(Entries provided Opens)

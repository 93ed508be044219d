//! RX/TX worker runtime.
//!
//! [`UdpRuntime`] owns one receive worker, one transmit worker, and the two
//! SPSC rings between them and the main thread. The workers share the
//! connected UDP socket, each touching only its own direction, and are
//! optionally pinned to dedicated cores under SCHED_FIFO.
//!
//! Data paths:
//! - TX: main thread encodes → [`UdpRuntime::queue_packet`] → TX ring →
//!   TX worker → `send`. Send duration lands in the TX sampler.
//! - RX: RX worker blocks in `recv` (bounded by the socket timeout) →
//!   inter-arrival interval sampled → raw bytes pushed to the RX ring →
//!   [`RxHandler`] callback runs synchronously on the worker →
//!   receive-to-callback-done duration lands in the RX sampler.
//!
//! Shutdown is cooperative: the `running` flag flips with `Release`, each
//! worker observes it with `Acquire` within one socket timeout (RX) or one
//! 10 µs yield (TX), and `shutdown` joins both.

mod affinity;
mod ring;

pub use ring::{Consumer, Producer, RingBuffer, DEFAULT_CAPACITY, DEFAULT_SLOT_SIZE};

use std::net::UdpSocket;
use std::sync::atomic::{AtomicBool, AtomicU64, Ordering};
use std::sync::Arc;
use std::thread::{self, JoinHandle};
use std::time::{Duration, Instant};

use parking_lot::Mutex;
use tracing::{error, info, warn};

use crate::error::{Result, RuntimeError};
use crate::signals::mask_shutdown_signals;
use crate::stats::LatencySampler;
use crate::transport::{is_transient, UdpEndpoint};

/// Default RX worker SCHED_FIFO priority.
pub const DEFAULT_RX_PRIORITY: u8 = 80;

/// Default TX worker SCHED_FIFO priority.
pub const DEFAULT_TX_PRIORITY: u8 = 70;

/// TX worker yield while its ring is empty.
const TX_IDLE_SLEEP: Duration = Duration::from_micros(10);

/// Worker placement and scheduling configuration.
#[derive(Debug, Clone)]
pub struct RuntimeConfig {
    /// Core to pin the RX worker to (`None` = unpinned).
    pub rx_core: Option<usize>,
    /// Core to pin the TX worker to (`None` = unpinned).
    pub tx_core: Option<usize>,
    /// RX worker SCHED_FIFO priority (1-99).
    pub rx_priority: u8,
    /// TX worker SCHED_FIFO priority (1-99).
    pub tx_priority: u8,
    /// Whether to attempt real-time scheduling at all.
    pub realtime: bool,
    /// Capacity of each latency sampler.
    pub sampler_capacity: usize,
}

impl Default for RuntimeConfig {
    fn default() -> Self {
        Self {
            rx_core: None,
            tx_core: None,
            rx_priority: DEFAULT_RX_PRIORITY,
            tx_priority: DEFAULT_TX_PRIORITY,
            realtime: true,
            sampler_capacity: crate::stats::DEFAULT_SAMPLE_CAPACITY,
        }
    }
}

/// Receiver of raw datagrams, invoked synchronously on the RX worker.
pub trait RxHandler: Send {
    /// Handle one received datagram.
    ///
    /// `frame` views the worker's receive buffer and is valid only for the
    /// duration of the call; copy it if it must outlive the callback.
    fn on_packet(&mut self, frame: &[u8]);
}

impl<F: FnMut(&[u8]) + Send> RxHandler for F {
    fn on_packet(&mut self, frame: &[u8]) {
        self(frame);
    }
}

/// Snapshot of the runtime packet counters.
#[derive(Debug, Clone, Copy, Default)]
pub struct CounterSnapshot {
    pub rx_packets: u64,
    pub tx_packets: u64,
    pub rx_drops: u64,
    pub tx_drops: u64,
}

struct RuntimeShared {
    running: AtomicBool,
    rx_fatal: AtomicBool,
    rx_packets: AtomicU64,
    tx_packets: AtomicU64,
    rx_drops: AtomicU64,
    tx_drops: AtomicU64,
    tx_sampler: LatencySampler,
    rx_sampler: LatencySampler,
    interval_sampler: LatencySampler,
}

/// Thread manager owning the RX and TX workers and both packet rings.
pub struct UdpRuntime {
    shared: Arc<RuntimeShared>,
    tx_producer: Mutex<Producer>,
    rx_consumer: Mutex<Consumer>,
    rx_handle: Option<JoinHandle<()>>,
    tx_handle: Option<JoinHandle<()>>,
}

impl UdpRuntime {
    /// Spawn the workers over `endpoint`'s socket.
    ///
    /// Thread creation failure is fatal; affinity or scheduling failures
    /// inside the workers are logged and degrade gracefully.
    pub fn start(
        endpoint: &UdpEndpoint,
        config: &RuntimeConfig,
        handler: impl RxHandler + 'static,
    ) -> Result<Self> {
        let shared = Arc::new(RuntimeShared {
            running: AtomicBool::new(true),
            rx_fatal: AtomicBool::new(false),
            rx_packets: AtomicU64::new(0),
            tx_packets: AtomicU64::new(0),
            rx_drops: AtomicU64::new(0),
            tx_drops: AtomicU64::new(0),
            tx_sampler: LatencySampler::with_capacity(config.sampler_capacity),
            rx_sampler: LatencySampler::with_capacity(config.sampler_capacity),
            interval_sampler: LatencySampler::with_capacity(config.sampler_capacity),
        });

        let (tx_producer, tx_consumer) = RingBuffer::new();
        let (rx_producer, rx_consumer) = RingBuffer::new();

        let rx_handle = {
            let socket = endpoint.socket();
            let shared = Arc::clone(&shared);
            let cfg = config.clone();
            thread::Builder::new()
                .name("pulselink-rx".into())
                .spawn(move || rx_worker(&socket, &shared, rx_producer, handler, &cfg))
                .map_err(RuntimeError::ThreadCreate)?
        };

        let tx_handle = {
            let socket = endpoint.socket();
            let worker_shared = Arc::clone(&shared);
            let cfg = config.clone();
            match thread::Builder::new()
                .name("pulselink-tx".into())
                .spawn(move || tx_worker(&socket, &worker_shared, tx_consumer, &cfg))
            {
                Ok(handle) => handle,
                Err(e) => {
                    // Unwind the already-running RX worker before failing.
                    shared.running.store(false, Ordering::Release);
                    let _ = rx_handle.join();
                    return Err(RuntimeError::ThreadCreate(e).into());
                }
            }
        };

        info!(
            "runtime started (rx core {:?} prio {}, tx core {:?} prio {}, realtime {})",
            config.rx_core, config.rx_priority, config.tx_core, config.tx_priority, config.realtime
        );

        Ok(Self {
            shared,
            tx_producer: Mutex::new(tx_producer),
            rx_consumer: Mutex::new(rx_consumer),
            rx_handle: Some(rx_handle),
            tx_handle: Some(tx_handle),
        })
    }

    /// Enqueue an encoded frame for the TX worker.
    ///
    /// Returns `false` (and counts a drop) when the TX ring is full.
    pub fn queue_packet(&self, frame: &[u8]) -> bool {
        let ok = self.tx_producer.lock().push(frame);
        if !ok {
            self.shared.tx_drops.fetch_add(1, Ordering::Relaxed);
        }
        ok
    }

    /// Drain one raw datagram from the RX ring, if available.
    pub fn poll_rx(&self, out: &mut [u8]) -> Option<usize> {
        self.rx_consumer.lock().pop(out)
    }

    /// Approximate TX ring occupancy (diagnostics only).
    pub fn tx_queue_len(&self) -> usize {
        self.tx_producer.lock().len()
    }

    /// Whether the RX worker died on a non-transient socket error.
    pub fn rx_failed(&self) -> bool {
        self.shared.rx_fatal.load(Ordering::Acquire)
    }

    /// Current packet counters.
    pub fn counters(&self) -> CounterSnapshot {
        CounterSnapshot {
            rx_packets: self.shared.rx_packets.load(Ordering::Relaxed),
            tx_packets: self.shared.tx_packets.load(Ordering::Relaxed),
            rx_drops: self.shared.rx_drops.load(Ordering::Relaxed),
            tx_drops: self.shared.tx_drops.load(Ordering::Relaxed),
        }
    }

    /// Sampler of `send` call durations.
    pub fn tx_sampler(&self) -> &LatencySampler {
        &self.shared.tx_sampler
    }

    /// Sampler of receive-to-callback-complete durations.
    pub fn rx_sampler(&self) -> &LatencySampler {
        &self.shared.rx_sampler
    }

    /// Sampler of RX inter-arrival intervals.
    pub fn interval_sampler(&self) -> &LatencySampler {
        &self.shared.interval_sampler
    }

    /// Stop both workers, join them, and report summary statistics.
    pub fn shutdown(&mut self) {
        if self.rx_handle.is_none() && self.tx_handle.is_none() {
            return;
        }

        self.shared.running.store(false, Ordering::Release);

        if let Some(handle) = self.rx_handle.take() {
            let _ = handle.join();
        }
        if let Some(handle) = self.tx_handle.take() {
            let _ = handle.join();
        }

        let c = self.counters();
        info!(
            "runtime stopped: rx {} (dropped {}), tx {} (dropped {})",
            c.rx_packets, c.rx_drops, c.tx_packets, c.tx_drops
        );

        print!(
            "{}",
            self.shared
                .rx_sampler
                .snapshot()
                .format_summary("RX Processing Latency")
        );
        print!(
            "{}",
            self.shared
                .tx_sampler
                .snapshot()
                .format_summary("TX Send Latency")
        );
        print!(
            "{}",
            self.shared
                .interval_sampler
                .snapshot()
                .format_summary("RX Inter-Packet Interval")
        );
    }
}

impl Drop for UdpRuntime {
    fn drop(&mut self) {
        self.shutdown();
    }
}

fn rx_worker(
    socket: &UdpSocket,
    shared: &RuntimeShared,
    mut rx_ring: Producer,
    mut handler: impl RxHandler,
    config: &RuntimeConfig,
) {
    if let Err(e) = mask_shutdown_signals() {
        warn!("rx worker: failed to mask signals: {e}");
    }
    affinity::configure_current_thread("rx worker", config.rx_core, config.rx_priority, config.realtime);
    info!("rx worker started");

    let mut buf = [0u8; DEFAULT_SLOT_SIZE];
    let mut last_rx: Option<Instant> = None;

    while shared.running.load(Ordering::Acquire) {
        match socket.recv(&mut buf) {
            Ok(len) if len > 0 => {
                let rx_start = Instant::now();
                shared.rx_packets.fetch_add(1, Ordering::Relaxed);

                // Inter-arrival interval; nothing to measure on the first
                // packet of the run.
                if let Some(prev) = last_rx {
                    shared.interval_sampler.record_span(prev, rx_start);
                }
                last_rx = Some(rx_start);

                if !rx_ring.push(&buf[..len]) {
                    shared.rx_drops.fetch_add(1, Ordering::Relaxed);
                }

                handler.on_packet(&buf[..len]);

                shared.rx_sampler.record_span(rx_start, Instant::now());
            }
            Ok(_) => {} // zero-length datagram, nothing to do
            Err(e) if is_transient(e.kind()) => {}
            Err(e) => {
                error!("rx worker: receive failed: {e}");
                shared.rx_fatal.store(true, Ordering::Release);
                break;
            }
        }
    }

    info!("rx worker stopped");
}

fn tx_worker(
    socket: &UdpSocket,
    shared: &RuntimeShared,
    mut tx_ring: Consumer,
    config: &RuntimeConfig,
) {
    if let Err(e) = mask_shutdown_signals() {
        warn!("tx worker: failed to mask signals: {e}");
    }
    affinity::configure_current_thread("tx worker", config.tx_core, config.tx_priority, config.realtime);
    info!("tx worker started");

    let mut buf = [0u8; DEFAULT_SLOT_SIZE];

    while shared.running.load(Ordering::Acquire) {
        match tx_ring.pop(&mut buf) {
            Some(len) => {
                let tx_start = Instant::now();
                match socket.send(&buf[..len]) {
                    Ok(sent) if sent > 0 => {
                        shared.tx_packets.fetch_add(1, Ordering::Relaxed);
                        shared.tx_sampler.record_span(tx_start, Instant::now());
                    }
                    Ok(_) => {
                        shared.tx_drops.fetch_add(1, Ordering::Relaxed);
                    }
                    Err(e) => {
                        shared.tx_drops.fetch_add(1, Ordering::Relaxed);
                        if !is_transient(e.kind()) {
                            warn!("tx worker: send failed: {e}");
                        }
                    }
                }
            }
            None => thread::sleep(TX_IDLE_SLEEP),
        }
    }

    info!("tx worker stopped");
}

(Entries provided Closes)

Each line in the listing where the word "UdpRuntime" is found is to be copied.

* [Answer section]:
//! [`UdpRuntime`] owns one receive worker, one transmit worker, and the two
//! - TX: main thread encodes → [`UdpRuntime::queue_packet`] → TX ring →
pub struct UdpRuntime {
impl UdpRuntime {
impl Drop for UdpRuntime {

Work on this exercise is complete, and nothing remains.